In the natural world, there are plants and animals that live off of other plants and animals.
But viruses are a different story. Did you know that viruses are non-living biological molecules?
The viruses that attack bacteria are known as bacteriophages (phages in short). They can be found in various environments including human saliva, animal feces, freshwater, hospitals, soils, and hot springs.
A team led by researchers at UC Berkeley has recently uncovered new collections of gigantic phages, nearly ten times larger than the phages we know today! Let’s examine the findings of the study.
How Do Phages Survive?
When phages attack bacteria, they insert their genetic code into the host’s DNA. This allows them to use the resources inside the cell to clone themselves, and in some cases, even kill the host cell.

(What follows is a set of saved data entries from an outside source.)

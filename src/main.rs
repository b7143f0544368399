use anyhow::{bail, Result};

use mailstats::config::Config;
use mailstats::mail::{analyze, load_json_records, scan_maildir, EmailRecord};
use mailstats::report::{render_latency_table, render_no_reply_table};

fn main() -> Result<()> {
    let args: Vec<String> = std::env::args().collect();
    if args.iter().any(|a| a == "--help" || a == "-h") {
        print_usage();
        return Ok(());
    }

    let config = Config::load();

    let focal_org = flag_value(&args, "--focal").unwrap_or_else(|| config.focal_org.clone());
    if focal_org.is_empty() {
        bail!("no focal organization: set focal_org in config.toml or pass --focal NAME");
    }

    let json = flag_value(&args, "--json").or_else(|| config.json.clone());
    let maildir = flag_value(&args, "--maildir")
        .map(|m| shellexpand::tilde(&m).into_owned())
        .or_else(|| config.maildir_path());

    let records = load_records(json.as_deref(), maildir.as_deref())?;
    eprintln!("Analyzing {} records for '{}'", records.len(), focal_org);

    let report = analyze(&records, &focal_org);

    if !args.iter().any(|a| a == "--no-reply-only") {
        println!("Email Response Times");
        print!("{}", render_latency_table(&report, &config.report));
        println!();
    }
    println!("Non-responsive Organizations");
    print!("{}", render_no_reply_table(&report, &config.report));

    Ok(())
}

fn load_records(json: Option<&str>, maildir: Option<&str>) -> Result<Vec<EmailRecord>> {
    if let Some(path) = json {
        return load_json_records(path);
    }
    if let Some(dir) = maildir {
        return scan_maildir(dir, |current, total| {
            if current % 5000 == 0 && current < total {
                eprintln!("Scan progress: {}/{}", current, total);
            }
        });
    }
    bail!("no dataset: set json or maildir in config.toml, or pass --json/--maildir");
}

/// Value following a `--flag`, if present
fn flag_value(args: &[String], flag: &str) -> Option<String> {
    args.iter()
        .position(|a| a == flag)
        .and_then(|i| args.get(i + 1).cloned())
}

fn print_usage() {
    println!("Usage: mailstats [OPTIONS]");
    println!();
    println!("Monthly average reply latency per organization, plus the");
    println!("organizations that never reply.");
    println!();
    println!("Options:");
    println!("  --focal NAME      focal organization (overrides config.toml)");
    println!("  --json PATH       JSON export of email records");
    println!("  --maildir PATH    maildir to scan instead of a JSON export");
    println!("  --no-reply-only   print only the non-responsive table");
}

Viruses are categorized as nonliving because they need help from host cells to reproduce, and they do not have ribosomal structures. Ribosomes are tiny molecular machines that manufacture proteins through a process known as translation. These proteins and enzymes are important for the cell's functionality.
However, researchers were surprised to find that some of the gigantic phages had genes that could create simple ribosome structures. This has led scientists to question whether viruses are living or nonliving compounds!

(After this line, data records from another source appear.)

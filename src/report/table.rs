use crate::config::ReportConfig;
use crate::mail::AnalysisReport;

/// Display one latency value: hours up to a day, days beyond, two decimal
/// places either way. The underlying numbers stay in hours everywhere;
/// only this layer converts.
pub fn format_latency(hours: f64) -> String {
    if hours > 24.0 {
        format!("{:.2} days", hours / 24.0)
    } else {
        format!("{:.2} hours", hours)
    }
}

fn format_cell(slot: Option<f64>) -> String {
    match slot {
        Some(hours) => format_latency(hours),
        None => String::new(),
    }
}

/// Monthly average reply-latency table: month columns, an "All
/// organizations" rollup row on top, one row per external organization
/// with at least one resolved reply.
pub fn render_latency_table(report: &AnalysisReport, layout: &ReportConfig) -> String {
    let mut out = String::new();

    let mut header = format!("{:<width$}", "", width = layout.org_width);
    for column in &report.columns {
        header.push_str(&format!(
            "{:<width$}",
            column.label(),
            width = layout.cell_width
        ));
    }
    push_line(&mut out, &header);

    if report.overall.iter().any(|slot| slot.is_some()) {
        push_row(&mut out, "All", &report.overall, layout);
    }
    for org in report.table_orgs() {
        push_row(&mut out, org, &report.rows[org], layout);
    }

    out
}

/// Non-responsive organizations: contacted at least once, never a
/// resolvable reply.
pub fn render_no_reply_table(report: &AnalysisReport, layout: &ReportConfig) -> String {
    let mut out = String::new();
    push_line(
        &mut out,
        &format!(
            "{:<width$}{}",
            "Organization",
            "Times Contacted",
            width = layout.org_width
        ),
    );
    for entry in &report.non_responsive {
        push_line(
            &mut out,
            &format!(
                "{:<width$}{}",
                entry.org,
                entry.contacted,
                width = layout.org_width
            ),
        );
    }
    out
}

fn push_row(out: &mut String, name: &str, row: &[Option<f64>], layout: &ReportConfig) {
    let mut line = format!("{:<width$}", name, width = layout.org_width);
    for slot in row {
        line.push_str(&format!(
            "{:<width$}",
            format_cell(*slot),
            width = layout.cell_width
        ));
    }
    push_line(out, &line);
}

fn push_line(out: &mut String, line: &str) {
    out.push_str(line.trim_end());
    out.push('\n');
}

#[cfg(test)]
mod tests {
    use super::*;
    use crate::mail::{analyze, AddressEntry, EmailRecord, Role};

    #[test]
    fn test_format_latency() {
        assert_eq!(format_latency(2.0), "2.00 hours");
        assert_eq!(format_latency(0.5), "0.50 hours");
        // A full day still reads in hours; only beyond 24h switches
        assert_eq!(format_latency(24.0), "24.00 hours");
        assert_eq!(format_latency(36.0), "1.50 days");
        assert_eq!(format_latency(48.0), "2.00 days");
    }

    fn record(
        time: i64,
        message_id: &str,
        in_reply_to: Option<&str>,
        sender: &str,
        receiver: &str,
    ) -> EmailRecord {
        EmailRecord {
            time,
            message_id: message_id.to_string(),
            in_reply_to: in_reply_to.map(|s| s.to_string()),
            addresses: vec![
                AddressEntry {
                    role: Role::Sender,
                    address: sender.to_string(),
                },
                AddressEntry {
                    role: Role::Receiver,
                    address: receiver.to_string(),
                },
            ],
        }
    }

    #[test]
    fn test_latency_table_layout() {
        let records = vec![
            record(0, "m1", None, "b@workpatterns.com", "a@orgx.com"),
            record(7200, "m2", Some("m1"), "a@orgx.com", "b@workpatterns.com"),
            // orgy is contacted but never replies
            record(100, "m3", None, "b@workpatterns.com", "c@orgy.com"),
        ];
        let report = analyze(&records, "workpatterns");
        let table = render_latency_table(&report, &ReportConfig::default());

        let lines: Vec<&str> = table.lines().collect();
        assert_eq!(lines.len(), 3);
        assert!(lines[0].contains("January 1970"));
        assert!(lines[1].starts_with("All"));
        assert!(lines[1].contains("2.00 hours"));
        assert!(lines[2].starts_with("orgx"));
        // Zero-sum and focal rows never render in the main table
        assert!(!table.contains("orgy"));
        assert!(!table.contains("workpatterns"));
    }

    #[test]
    fn test_no_reply_table() {
        let records = vec![
            record(0, "m1", None, "b@workpatterns.com", "c@orgy.com"),
            record(50, "m2", None, "b@workpatterns.com", "c@orgy.com"),
        ];
        let report = analyze(&records, "workpatterns");
        let table = render_no_reply_table(&report, &ReportConfig::default());

        let lines: Vec<&str> = table.lines().collect();
        assert_eq!(lines.len(), 2);
        assert!(lines[0].starts_with("Organization"));
        assert!(lines[1].starts_with("orgy"));
        assert!(lines[1].trim_end().ends_with('2'));
    }

    #[test]
    fn test_empty_report_renders_header_only() {
        let report = analyze(&[], "workpatterns");
        let table = render_latency_table(&report, &ReportConfig::default());
        assert_eq!(table, "\n");
    }
}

We know that bacteria have developed a mechanism to fight invading viruses, known as CRISPR.
When bacteria are attacked by viruses, they capture the genes from invading viruses into CRISPR memory. This information is used by bacteria to cut out unwanted phage DNA from their own DNA -- think of it like molecular scissors! In fact, scientists have been exploring this technology for gene editing in humans.
Researchers were surprised to find that the giant phages were carrying CRISPR genes! Why do viruses need CRISPR? They believe viruses use this mechanism to destroy rival phages -- other viruses that attack the same host cell. They may even be using it to disable the bacteria's defense mechanism!
Scientists plan to cultivate these giant phages in labs to further explore CRISPR systems and gene editing.